Every line that contains the word "filename" should be copied from the records below.

..........

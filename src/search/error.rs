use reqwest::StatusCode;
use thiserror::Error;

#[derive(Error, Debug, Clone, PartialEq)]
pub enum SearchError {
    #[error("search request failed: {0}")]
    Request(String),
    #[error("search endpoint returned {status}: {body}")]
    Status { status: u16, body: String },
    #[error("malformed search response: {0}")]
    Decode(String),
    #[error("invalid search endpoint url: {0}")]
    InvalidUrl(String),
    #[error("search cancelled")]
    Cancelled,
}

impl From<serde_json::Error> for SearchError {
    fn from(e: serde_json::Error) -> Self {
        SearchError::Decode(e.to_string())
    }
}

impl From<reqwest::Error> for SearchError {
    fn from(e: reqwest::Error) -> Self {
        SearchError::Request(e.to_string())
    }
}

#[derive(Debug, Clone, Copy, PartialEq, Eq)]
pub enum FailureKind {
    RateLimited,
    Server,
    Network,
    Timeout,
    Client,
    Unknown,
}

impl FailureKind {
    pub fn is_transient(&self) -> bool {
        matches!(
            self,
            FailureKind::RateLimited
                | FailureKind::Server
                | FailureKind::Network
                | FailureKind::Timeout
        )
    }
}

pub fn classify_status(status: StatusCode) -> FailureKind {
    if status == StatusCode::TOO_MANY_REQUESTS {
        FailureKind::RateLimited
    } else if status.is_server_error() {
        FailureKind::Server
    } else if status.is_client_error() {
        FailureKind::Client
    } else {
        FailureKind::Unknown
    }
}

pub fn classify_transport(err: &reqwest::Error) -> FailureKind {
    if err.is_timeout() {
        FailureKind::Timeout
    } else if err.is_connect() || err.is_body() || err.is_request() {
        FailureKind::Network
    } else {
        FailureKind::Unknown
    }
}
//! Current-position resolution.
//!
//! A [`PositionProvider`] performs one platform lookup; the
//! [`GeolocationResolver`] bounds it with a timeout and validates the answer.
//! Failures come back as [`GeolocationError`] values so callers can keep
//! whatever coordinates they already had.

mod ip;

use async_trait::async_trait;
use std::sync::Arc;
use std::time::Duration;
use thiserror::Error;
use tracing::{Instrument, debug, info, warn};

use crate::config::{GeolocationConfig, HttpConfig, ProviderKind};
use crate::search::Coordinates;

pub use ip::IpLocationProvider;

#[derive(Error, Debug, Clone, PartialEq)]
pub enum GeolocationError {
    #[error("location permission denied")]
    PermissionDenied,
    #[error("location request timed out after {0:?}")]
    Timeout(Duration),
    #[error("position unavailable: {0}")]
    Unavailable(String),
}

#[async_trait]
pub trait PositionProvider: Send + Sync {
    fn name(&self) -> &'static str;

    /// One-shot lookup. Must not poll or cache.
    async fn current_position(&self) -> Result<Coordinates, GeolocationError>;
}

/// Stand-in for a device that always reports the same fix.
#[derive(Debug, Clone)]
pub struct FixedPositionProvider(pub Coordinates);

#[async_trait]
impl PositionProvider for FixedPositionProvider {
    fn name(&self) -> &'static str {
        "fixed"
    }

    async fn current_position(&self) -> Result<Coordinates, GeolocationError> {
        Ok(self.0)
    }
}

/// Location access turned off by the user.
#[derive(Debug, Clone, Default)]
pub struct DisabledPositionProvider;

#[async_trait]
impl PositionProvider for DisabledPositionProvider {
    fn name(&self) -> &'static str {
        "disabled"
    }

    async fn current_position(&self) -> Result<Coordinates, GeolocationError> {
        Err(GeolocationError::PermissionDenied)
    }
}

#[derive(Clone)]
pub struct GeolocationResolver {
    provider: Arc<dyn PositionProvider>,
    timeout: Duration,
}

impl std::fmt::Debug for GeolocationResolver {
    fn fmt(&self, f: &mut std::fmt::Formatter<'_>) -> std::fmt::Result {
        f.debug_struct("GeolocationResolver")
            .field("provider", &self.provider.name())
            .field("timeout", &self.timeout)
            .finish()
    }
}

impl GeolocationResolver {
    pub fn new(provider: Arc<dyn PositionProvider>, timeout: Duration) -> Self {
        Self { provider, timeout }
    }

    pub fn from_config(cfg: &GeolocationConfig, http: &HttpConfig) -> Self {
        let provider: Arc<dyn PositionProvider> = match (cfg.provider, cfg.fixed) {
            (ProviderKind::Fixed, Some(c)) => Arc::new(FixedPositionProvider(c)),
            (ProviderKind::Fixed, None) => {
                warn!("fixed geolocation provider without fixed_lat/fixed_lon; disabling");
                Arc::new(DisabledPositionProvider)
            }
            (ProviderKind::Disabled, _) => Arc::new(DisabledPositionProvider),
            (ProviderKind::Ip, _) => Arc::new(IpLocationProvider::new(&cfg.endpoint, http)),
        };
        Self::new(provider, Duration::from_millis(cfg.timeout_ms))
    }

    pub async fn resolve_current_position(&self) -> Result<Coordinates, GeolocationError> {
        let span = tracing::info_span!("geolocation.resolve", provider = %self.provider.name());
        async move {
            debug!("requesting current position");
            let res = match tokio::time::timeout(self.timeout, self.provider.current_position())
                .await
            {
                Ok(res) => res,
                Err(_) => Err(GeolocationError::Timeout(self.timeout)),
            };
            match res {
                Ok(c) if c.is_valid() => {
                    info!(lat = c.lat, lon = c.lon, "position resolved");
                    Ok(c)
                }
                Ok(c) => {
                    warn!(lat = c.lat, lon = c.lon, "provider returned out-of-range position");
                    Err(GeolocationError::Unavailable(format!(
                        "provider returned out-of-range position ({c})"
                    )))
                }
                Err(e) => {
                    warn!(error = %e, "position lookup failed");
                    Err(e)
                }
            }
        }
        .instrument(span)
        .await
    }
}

..........

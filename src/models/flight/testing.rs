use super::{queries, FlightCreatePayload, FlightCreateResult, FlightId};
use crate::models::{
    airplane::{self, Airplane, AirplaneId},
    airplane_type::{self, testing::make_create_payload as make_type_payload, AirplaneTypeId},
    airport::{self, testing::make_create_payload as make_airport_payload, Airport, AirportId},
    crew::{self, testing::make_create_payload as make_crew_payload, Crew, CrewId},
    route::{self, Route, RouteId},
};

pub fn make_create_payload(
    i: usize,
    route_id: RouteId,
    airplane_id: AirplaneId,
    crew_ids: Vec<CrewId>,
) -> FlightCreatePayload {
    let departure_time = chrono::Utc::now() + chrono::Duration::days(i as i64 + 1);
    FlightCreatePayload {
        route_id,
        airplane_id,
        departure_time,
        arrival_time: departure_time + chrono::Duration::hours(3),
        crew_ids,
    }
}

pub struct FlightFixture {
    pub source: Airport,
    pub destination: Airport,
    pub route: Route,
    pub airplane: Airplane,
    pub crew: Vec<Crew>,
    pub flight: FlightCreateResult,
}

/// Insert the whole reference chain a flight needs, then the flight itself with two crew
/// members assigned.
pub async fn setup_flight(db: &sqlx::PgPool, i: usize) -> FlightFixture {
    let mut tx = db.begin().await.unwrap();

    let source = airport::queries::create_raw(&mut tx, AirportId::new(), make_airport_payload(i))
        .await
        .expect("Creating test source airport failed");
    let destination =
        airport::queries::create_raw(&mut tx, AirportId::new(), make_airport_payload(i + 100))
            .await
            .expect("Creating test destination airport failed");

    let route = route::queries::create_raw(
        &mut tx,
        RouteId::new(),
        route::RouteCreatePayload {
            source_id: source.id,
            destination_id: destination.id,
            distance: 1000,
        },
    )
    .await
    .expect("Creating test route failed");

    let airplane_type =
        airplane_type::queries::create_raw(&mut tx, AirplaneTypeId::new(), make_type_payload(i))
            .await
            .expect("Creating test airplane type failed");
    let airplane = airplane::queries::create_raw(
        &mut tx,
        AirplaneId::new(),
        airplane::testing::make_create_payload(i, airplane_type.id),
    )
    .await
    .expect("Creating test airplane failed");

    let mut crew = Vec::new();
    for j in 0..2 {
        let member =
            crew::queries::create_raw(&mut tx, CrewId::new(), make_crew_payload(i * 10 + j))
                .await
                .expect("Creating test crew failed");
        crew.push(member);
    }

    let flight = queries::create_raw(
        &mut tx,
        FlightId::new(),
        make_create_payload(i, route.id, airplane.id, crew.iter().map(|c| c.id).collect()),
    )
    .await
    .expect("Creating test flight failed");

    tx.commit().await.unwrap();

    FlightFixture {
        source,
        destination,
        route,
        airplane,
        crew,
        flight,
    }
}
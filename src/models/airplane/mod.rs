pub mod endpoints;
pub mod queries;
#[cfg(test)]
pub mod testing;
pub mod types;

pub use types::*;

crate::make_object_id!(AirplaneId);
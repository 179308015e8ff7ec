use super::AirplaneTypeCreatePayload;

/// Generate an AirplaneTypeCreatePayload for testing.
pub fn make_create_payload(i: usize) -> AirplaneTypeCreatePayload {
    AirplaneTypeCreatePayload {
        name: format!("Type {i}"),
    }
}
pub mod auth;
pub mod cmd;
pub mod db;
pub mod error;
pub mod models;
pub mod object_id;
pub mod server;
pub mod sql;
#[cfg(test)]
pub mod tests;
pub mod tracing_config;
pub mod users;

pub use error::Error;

..........

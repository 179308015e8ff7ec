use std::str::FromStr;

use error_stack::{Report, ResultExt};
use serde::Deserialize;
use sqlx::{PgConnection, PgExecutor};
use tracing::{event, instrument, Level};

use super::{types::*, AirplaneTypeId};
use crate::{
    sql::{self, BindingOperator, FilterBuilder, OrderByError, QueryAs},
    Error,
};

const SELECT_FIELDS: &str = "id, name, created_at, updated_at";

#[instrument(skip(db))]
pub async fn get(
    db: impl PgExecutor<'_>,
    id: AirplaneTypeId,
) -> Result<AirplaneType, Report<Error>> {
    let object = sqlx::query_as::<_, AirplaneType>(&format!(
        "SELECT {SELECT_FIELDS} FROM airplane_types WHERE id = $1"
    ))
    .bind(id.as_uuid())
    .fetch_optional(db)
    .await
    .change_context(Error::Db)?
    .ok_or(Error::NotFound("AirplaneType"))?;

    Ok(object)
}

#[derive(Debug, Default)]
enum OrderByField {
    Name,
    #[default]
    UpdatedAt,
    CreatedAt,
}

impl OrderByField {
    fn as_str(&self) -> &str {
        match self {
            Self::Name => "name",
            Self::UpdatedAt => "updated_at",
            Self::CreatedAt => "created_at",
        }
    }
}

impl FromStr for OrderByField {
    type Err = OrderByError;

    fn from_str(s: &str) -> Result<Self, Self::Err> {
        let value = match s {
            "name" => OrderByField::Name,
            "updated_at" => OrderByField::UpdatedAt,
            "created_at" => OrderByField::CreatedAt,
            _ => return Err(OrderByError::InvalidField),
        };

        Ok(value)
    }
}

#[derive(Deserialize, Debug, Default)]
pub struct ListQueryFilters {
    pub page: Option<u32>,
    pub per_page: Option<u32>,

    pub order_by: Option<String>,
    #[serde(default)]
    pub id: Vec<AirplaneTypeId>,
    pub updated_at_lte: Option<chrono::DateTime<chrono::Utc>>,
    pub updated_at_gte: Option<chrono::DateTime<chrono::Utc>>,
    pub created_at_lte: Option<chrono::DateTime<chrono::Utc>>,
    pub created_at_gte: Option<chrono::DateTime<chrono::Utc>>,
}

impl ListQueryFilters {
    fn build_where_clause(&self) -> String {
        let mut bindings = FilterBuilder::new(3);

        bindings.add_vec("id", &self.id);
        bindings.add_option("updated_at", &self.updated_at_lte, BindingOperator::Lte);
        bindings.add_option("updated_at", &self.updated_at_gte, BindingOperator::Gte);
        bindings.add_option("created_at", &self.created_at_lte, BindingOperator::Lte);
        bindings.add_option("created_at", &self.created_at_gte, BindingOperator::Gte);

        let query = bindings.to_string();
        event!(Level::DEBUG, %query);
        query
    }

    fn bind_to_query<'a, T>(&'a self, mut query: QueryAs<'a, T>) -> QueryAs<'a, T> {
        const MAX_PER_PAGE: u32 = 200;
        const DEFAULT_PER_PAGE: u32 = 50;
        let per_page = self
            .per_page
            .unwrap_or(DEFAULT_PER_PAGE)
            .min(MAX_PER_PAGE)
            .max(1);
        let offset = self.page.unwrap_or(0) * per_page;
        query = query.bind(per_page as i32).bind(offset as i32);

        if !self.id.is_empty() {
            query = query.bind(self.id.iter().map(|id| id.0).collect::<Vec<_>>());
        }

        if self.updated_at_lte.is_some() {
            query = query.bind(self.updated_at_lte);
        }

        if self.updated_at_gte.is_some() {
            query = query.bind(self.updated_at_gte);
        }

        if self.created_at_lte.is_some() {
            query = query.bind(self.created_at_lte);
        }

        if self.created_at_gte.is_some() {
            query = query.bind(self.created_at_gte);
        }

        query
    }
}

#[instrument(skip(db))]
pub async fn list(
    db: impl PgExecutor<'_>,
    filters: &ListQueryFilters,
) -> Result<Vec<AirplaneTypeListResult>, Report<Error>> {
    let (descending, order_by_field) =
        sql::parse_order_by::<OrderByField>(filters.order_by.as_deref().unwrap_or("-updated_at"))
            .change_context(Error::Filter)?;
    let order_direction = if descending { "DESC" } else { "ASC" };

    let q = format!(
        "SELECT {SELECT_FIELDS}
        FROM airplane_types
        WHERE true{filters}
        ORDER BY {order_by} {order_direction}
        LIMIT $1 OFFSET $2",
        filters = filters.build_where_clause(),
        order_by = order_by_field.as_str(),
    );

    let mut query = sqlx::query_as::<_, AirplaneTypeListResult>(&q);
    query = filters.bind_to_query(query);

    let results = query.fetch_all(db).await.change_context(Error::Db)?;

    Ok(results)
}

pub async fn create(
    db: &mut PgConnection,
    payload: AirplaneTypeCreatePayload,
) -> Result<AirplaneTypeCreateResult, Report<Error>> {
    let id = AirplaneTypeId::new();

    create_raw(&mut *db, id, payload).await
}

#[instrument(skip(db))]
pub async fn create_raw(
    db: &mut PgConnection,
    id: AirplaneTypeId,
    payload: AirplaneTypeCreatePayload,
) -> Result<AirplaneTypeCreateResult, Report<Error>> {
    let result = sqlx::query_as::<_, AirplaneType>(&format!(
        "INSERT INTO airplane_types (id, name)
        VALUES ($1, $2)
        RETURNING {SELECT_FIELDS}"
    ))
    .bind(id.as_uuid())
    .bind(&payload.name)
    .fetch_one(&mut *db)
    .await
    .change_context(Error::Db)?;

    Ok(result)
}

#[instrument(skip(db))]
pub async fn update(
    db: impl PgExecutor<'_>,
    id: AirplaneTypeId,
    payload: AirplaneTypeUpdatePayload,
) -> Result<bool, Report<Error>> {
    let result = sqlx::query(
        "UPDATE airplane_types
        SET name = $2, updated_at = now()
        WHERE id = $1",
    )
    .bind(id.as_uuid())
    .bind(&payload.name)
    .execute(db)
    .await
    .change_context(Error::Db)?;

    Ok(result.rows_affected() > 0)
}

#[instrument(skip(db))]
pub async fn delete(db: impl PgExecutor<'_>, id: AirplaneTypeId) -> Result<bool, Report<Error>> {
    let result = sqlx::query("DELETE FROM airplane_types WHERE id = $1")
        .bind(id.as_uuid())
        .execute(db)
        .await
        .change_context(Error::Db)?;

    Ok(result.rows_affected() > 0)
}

..........

**OUTPUT FOR THIS TASK**
filename src/search/error.rs
filename src/models/flight/testing.rs
filename src/models/airplane/mod.rs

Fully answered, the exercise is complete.